The Mets got good starting pitching and timely hitting, but poor fielding and bullpen work cost them, and the Phillies took two out of three games at the end of May. But the Mets were 28-23, in contention for both the National League East and the wild card, and they were about to send Johan Santana to the mound to begin the month of June.
The Phillies, with that 10-6 win over the Mets to end May, were 27-25, and appeared to be finding their footing, winning 13 of 20 after a 14-18 start, and sitting just three games out of first place.
But since leaving Citi Field on May 30, things have fallen apart for the Phillies, who have gone 9-20 since then. Their slide has driven them to the cellar of the National League East, 7.5 games behind the Mets, eight games behind the Dodgers for the final wild card spot, and 11 games behind the Washington Nationals for the National League East lead.
If they haven't given up on the season yet, but heading into the series at Citi Field, they seem to be right on the edge.
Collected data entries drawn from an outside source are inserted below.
// crates/opsgate-core/src/decision.rs
// ============================================================================
// Module: Decision
// Description: The Decision Maker's validated action instruction.
// Purpose: Define Decision, its tagged action-parameter union, and
//          ValidationResult.
// Dependencies: crate::{error, identifiers, time}, serde, serde_json
// ============================================================================

//! ## Overview
//! `actionParams` in the distilled spec is a dynamic, per-action-type
//! property map. Per the redesign notes, this is replaced with
//! [`ActionParams`], a tagged union with one variant per `ActionKind` and a
//! named field set per variant; a small `extra_attributes` bag is reserved
//! on each variant for genuinely free-form fields an LLM might add that the
//! schema does not promote to a first-class field.

use std::collections::BTreeMap;

use serde::Deserialize;
use serde::Serialize;
use serde_json::Value;

use crate::error::CoreError;
use crate::identifiers::DecisionId;
use crate::identifiers::SignalId;
use crate::time::Timestamp;

/// The closed set of actions a `Decision` may name.
#[derive(Debug, Clone, Copy, PartialEq, Eq, Serialize, Deserialize)]
#[serde(rename_all = "snake_case")]
pub enum ActionKind {
    /// Create a tracked task.
    CreateTask,
    /// Send a notification to a chat or messaging platform.
    SendNotification,
    /// Update a row or cell in a spreadsheet.
    UpdateSheet,
    /// File a document in a drive-like store.
    FileDocument,
    /// Delegate handling to another recipient.
    Delegate,
    /// Escalate to a human for direct attention.
    Escalate,
    /// Take no action.
    Ignore,
}

/// Free-form attributes an LLM produced that are not first-class fields.
pub type ExtraAttributes = BTreeMap<String, Value>;

/// Parameters for a `create_task` decision.
#[derive(Debug, Clone, PartialEq, Serialize, Deserialize)]
pub struct CreateTaskParams {
    /// Target platform, e.g. `notion`, `trello`.
    pub platform: String,
    /// Task title.
    pub title: String,
    /// Optional task description.
    #[serde(default, skip_serializing_if = "Option::is_none")]
    pub description: Option<String>,
    /// Optional assignee.
    #[serde(default, skip_serializing_if = "Option::is_none")]
    pub assignee: Option<String>,
    /// Optional due date, ISO-8601.
    #[serde(default, skip_serializing_if = "Option::is_none")]
    pub due_date: Option<String>,
    /// Free-form extra attributes.
    #[serde(default, skip_serializing_if = "BTreeMap::is_empty")]
    pub extra_attributes: ExtraAttributes,
}

/// Parameters for a `send_notification` decision.
#[derive(Debug, Clone, PartialEq, Serialize, Deserialize)]
pub struct SendNotificationParams {
    /// Target platform, e.g. `chat`.
    pub platform: String,
    /// Notification recipient (channel, user, or address).
    pub recipient: String,
    /// Notification message body.
    pub message: String,
    /// Free-form extra attributes.
    #[serde(default, skip_serializing_if = "BTreeMap::is_empty")]
    pub extra_attributes: ExtraAttributes,
}

/// Parameters for an `update_sheet` decision.
#[derive(Debug, Clone, PartialEq, Serialize, Deserialize)]
pub struct UpdateSheetParams {
    /// Target platform, e.g. `sheets`.
    pub platform: String,
    /// Target sheet identifier or name.
    pub sheet: String,
    /// Target cell or row reference.
    pub range: String,
    /// Value to write.
    pub value: String,
    /// Free-form extra attributes.
    #[serde(default, skip_serializing_if = "BTreeMap::is_empty")]
    pub extra_attributes: ExtraAttributes,
}

/// Parameters for a `file_document` decision.
#[derive(Debug, Clone, PartialEq, Serialize, Deserialize)]
pub struct FileDocumentParams {
    /// Target platform, e.g. `drive`.
    pub platform: String,
    /// Destination folder or collection.
    pub destination: String,
    /// Document title.
    pub title: String,
    /// Whether this document involves a monetary amount.
    #[serde(default)]
    pub touches_money: bool,
    /// Free-form extra attributes.
    #[serde(default, skip_serializing_if = "BTreeMap::is_empty")]
    pub extra_attributes: ExtraAttributes,
}

/// Parameters for a `delegate` decision.
#[derive(Debug, Clone, PartialEq, Serialize, Deserialize)]
pub struct DelegateParams {
    /// Target platform the delegate will act through.
    pub platform: String,
    /// Recipient the signal is being delegated to.
    pub recipient: String,
    /// Whether `recipient` has not previously received a delegation.
    #[serde(default)]
    pub is_new_recipient: bool,
    /// Free-form extra attributes.
    #[serde(default, skip_serializing_if = "BTreeMap::is_empty")]
    pub extra_attributes: ExtraAttributes,
}

/// Parameters for an `escalate` decision.
#[derive(Debug, Clone, PartialEq, Serialize, Deserialize)]
pub struct EscalateParams {
    /// Target platform for the escalation notice.
    pub platform: String,
    /// Reason for escalation.
    pub reason: String,
    /// Free-form extra attributes.
    #[serde(default, skip_serializing_if = "BTreeMap::is_empty")]
    pub extra_attributes: ExtraAttributes,
}

/// Tagged union of per-action parameters, replacing a dynamic property map.
#[derive(Debug, Clone, PartialEq, Serialize, Deserialize)]
#[serde(tag = "action", rename_all = "snake_case")]
pub enum ActionParams {
    /// See [`CreateTaskParams`].
    CreateTask(CreateTaskParams),
    /// See [`SendNotificationParams`].
    SendNotification(SendNotificationParams),
    /// See [`UpdateSheetParams`].
    UpdateSheet(UpdateSheetParams),
    /// See [`FileDocumentParams`].
    FileDocument(FileDocumentParams),
    /// See [`DelegateParams`].
    Delegate(DelegateParams),
    /// See [`EscalateParams`].
    Escalate(EscalateParams),
    /// No parameters; `actionParams` is empty by invariant.
    Ignore,
}

impl ActionParams {
    /// Returns the `ActionKind` this variant corresponds to.
    #[must_use]
    pub const fn kind(&self) -> ActionKind {
        match self {
            Self::CreateTask(_) => ActionKind::CreateTask,
            Self::SendNotification(_) => ActionKind::SendNotification,
            Self::UpdateSheet(_) => ActionKind::UpdateSheet,
            Self::FileDocument(_) => ActionKind::FileDocument,
            Self::Delegate(_) => ActionKind::Delegate,
            Self::Escalate(_) => ActionKind::Escalate,
            Self::Ignore => ActionKind::Ignore,
        }
    }

    /// Returns the target platform, if this action has one.
    #[must_use]
    pub fn platform(&self) -> Option<&str> {
        match self {
            Self::CreateTask(p) => Some(&p.platform),
            Self::SendNotification(p) => Some(&p.platform),
            Self::UpdateSheet(p) => Some(&p.platform),
            Self::FileDocument(p) => Some(&p.platform),
            Self::Delegate(p) => Some(&p.platform),
            Self::Escalate(p) => Some(&p.platform),
            Self::Ignore => None,
        }
    }

    /// Returns whether this action is high-impact: `file_document` touching
    /// money, or `delegate` to a recipient not seen before.
    #[must_use]
    pub const fn is_high_impact(&self) -> bool {
        match self {
            Self::FileDocument(p) => p.touches_money,
            Self::Delegate(p) => p.is_new_recipient,
            _ => false,
        }
    }

    /// Rewrites this action to `Ignore`, used by the policy blocker rule.
    pub fn blocked(&mut self) {
        *self = Self::Ignore;
    }
}

/// A single validation finding attached to a `Decision`.
#[derive(Debug, Clone, Copy, PartialEq, Eq, Serialize, Deserialize)]
#[serde(rename_all = "snake_case")]
pub enum ValidationWarning {
    /// Confidence fell below the review floor.
    LowConfidence,
    /// The action targets a forbidden destination.
    PolicyBlocker,
}

/// Outcome of applying the Decision Maker's validation rules.
#[derive(Debug, Clone, Default, PartialEq, Eq, Serialize, Deserialize)]
pub struct ValidationResult {
    /// Whether the decision passed validation outright (no hard errors).
    pub valid: bool,
    /// Warnings raised while validating, non-fatal.
    #[serde(default)]
    pub warnings: Vec<ValidationWarning>,
    /// Hard validation errors, if any.
    #[serde(default)]
    pub errors: Vec<String>,
}

/// The Decision Maker's validated action instruction for a `Signal`.
#[derive(Debug, Clone, PartialEq, Serialize, Deserialize)]
pub struct Decision {
    /// Identifier for this decision.
    pub decision_id: DecisionId,
    /// Identifier of the signal this decision was made for.
    pub signal_id: SignalId,
    /// The action and its parameters.
    pub action_params: ActionParams,
    /// Whether this decision must pass through human review before
    /// execution.
    pub requires_approval: bool,
    /// Free-text justification, 10-500 characters.
    pub reasoning: String,
    /// Model confidence in `[0, 1]`.
    pub confidence: f64,
    /// When the decision was produced.
    pub timestamp: Timestamp,
    /// Result of applying the validation rules.
    pub validation: ValidationResult,
    /// Wall-clock time the Decision Maker spent producing this decision, in
    /// milliseconds.
    pub processing_time_ms: u64,
}

impl Decision {
    /// Builds a `Decision`, enforcing the confidence range, reasoning
    /// length, and `ignore ⇒ no parameters` invariants.
    ///
    /// # Errors
    ///
    /// Returns [`CoreError::OutOfRange`] if `confidence` is outside
    /// `[0, 1]`, or [`CoreError::InvalidLength`] if `reasoning` is outside
    /// 10-500 characters.
    #[allow(clippy::too_many_arguments)]
    pub fn new(
        decision_id: DecisionId,
        signal_id: SignalId,
        action_params: ActionParams,
        requires_approval: bool,
        reasoning: String,
        confidence: f64,
        timestamp: Timestamp,
        validation: ValidationResult,
        processing_time_ms: u64,
    ) -> Result<Self, CoreError> {
        if !(0.0..=1.0).contains(&confidence) {
            return Err(CoreError::OutOfRange {
                field: "confidence",
                min: 0.0,
                max: 1.0,
                actual: confidence,
            });
        }
        let len = reasoning.chars().count();
        if !(10..=500).contains(&len) {
            return Err(CoreError::InvalidLength {
                field: "reasoning",
                min: 10,
                max: 500,
                actual: len,
            });
        }
        Ok(Self {
            decision_id,
            signal_id,
            action_params,
            requires_approval,
            reasoning,
            confidence,
            timestamp,
            validation,
            processing_time_ms,
        })
    }

    /// Returns the action kind this decision names.
    #[must_use]
    pub const fn action(&self) -> ActionKind {
        self.action_params.kind()
    }
}

#[cfg(test)]
mod tests {
    //! Test-only lint relaxations for panic-based assertions and debug output.
    #![allow(
        clippy::panic,
        clippy::print_stdout,
        clippy::print_stderr,
        clippy::unwrap_used,
        clippy::expect_used,
        clippy::use_debug,
        clippy::dbg_macro,
        clippy::panic_in_result_fn,
        clippy::unwrap_in_result,
        reason = "Test-only output and panic-based assertions are permitted."
    )]

    use super::ActionParams;
    use super::Decision;
    use super::ValidationResult;
    use crate::identifiers::DecisionId;
    use crate::identifiers::SignalId;
    use crate::time::Timestamp;

    #[test]
    fn ignore_action_carries_no_parameters() {
        let decision = Decision::new(
            DecisionId::new("d1"),
            SignalId::new("s1"),
            ActionParams::Ignore,
            false,
            "blocked by policy, no action taken".to_string(),
            0.9,
            Timestamp::from_unix_millis(0),
            ValidationResult::default(),
            5,
        )
        .expect("valid decision");
        assert!(matches!(decision.action_params, ActionParams::Ignore));
    }

    #[test]
    fn reasoning_too_short_is_rejected() {
        let result = Decision::new(
            DecisionId::new("d1"),
            SignalId::new("s1"),
            ActionParams::Ignore,
            false,
            "short".to_string(),
            0.9,
            Timestamp::from_unix_millis(0),
            ValidationResult::default(),
            5,
        );
        assert!(result.is_err());
    }
}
If the Mets sweep, for example, it would put them 10.5 games ahead of the Phillies with 79 games to go.
But if the Phillies come out and sweep the Mets, getting to within 4.5 games and in the vicinity of a wild-card spot, they could elect to keep Hamels, see how a rehabbing Ryan Howard and Chase Utley do upon returning to the lineup, hope Roy Halladay returns soon and pitches well, and take one more shot with the group that, remember, did win 102 games last season.
But it would be a particularly satisfying turn for Mets fans, if not the team itself, to be the ones who all but officially ended Philadelphia's season. It was the Phillies, after all, who erased a seven game lead with 17 games left to play back in 2007 to beat the Mets out for the N.L. East division title.
Most of those Mets are gone now. But if you think that collapse doesn't still weigh on the mind of David Wright, you're wrong.
Late last week, when Wright had a seemingly insurmountable lead in the National League All-Star voting at third base, Wright was asked by ESPN's Adam Rubin to comment about the selection. Wright declined, wanting to wait until it is official.
When Rubin suggested that losing was extremely unlikely, Wright replied: “We were up seven games with 17 to play.”
Wright lost, by the way: The vastly underqualified Pablo Sandoval will start at third base instead.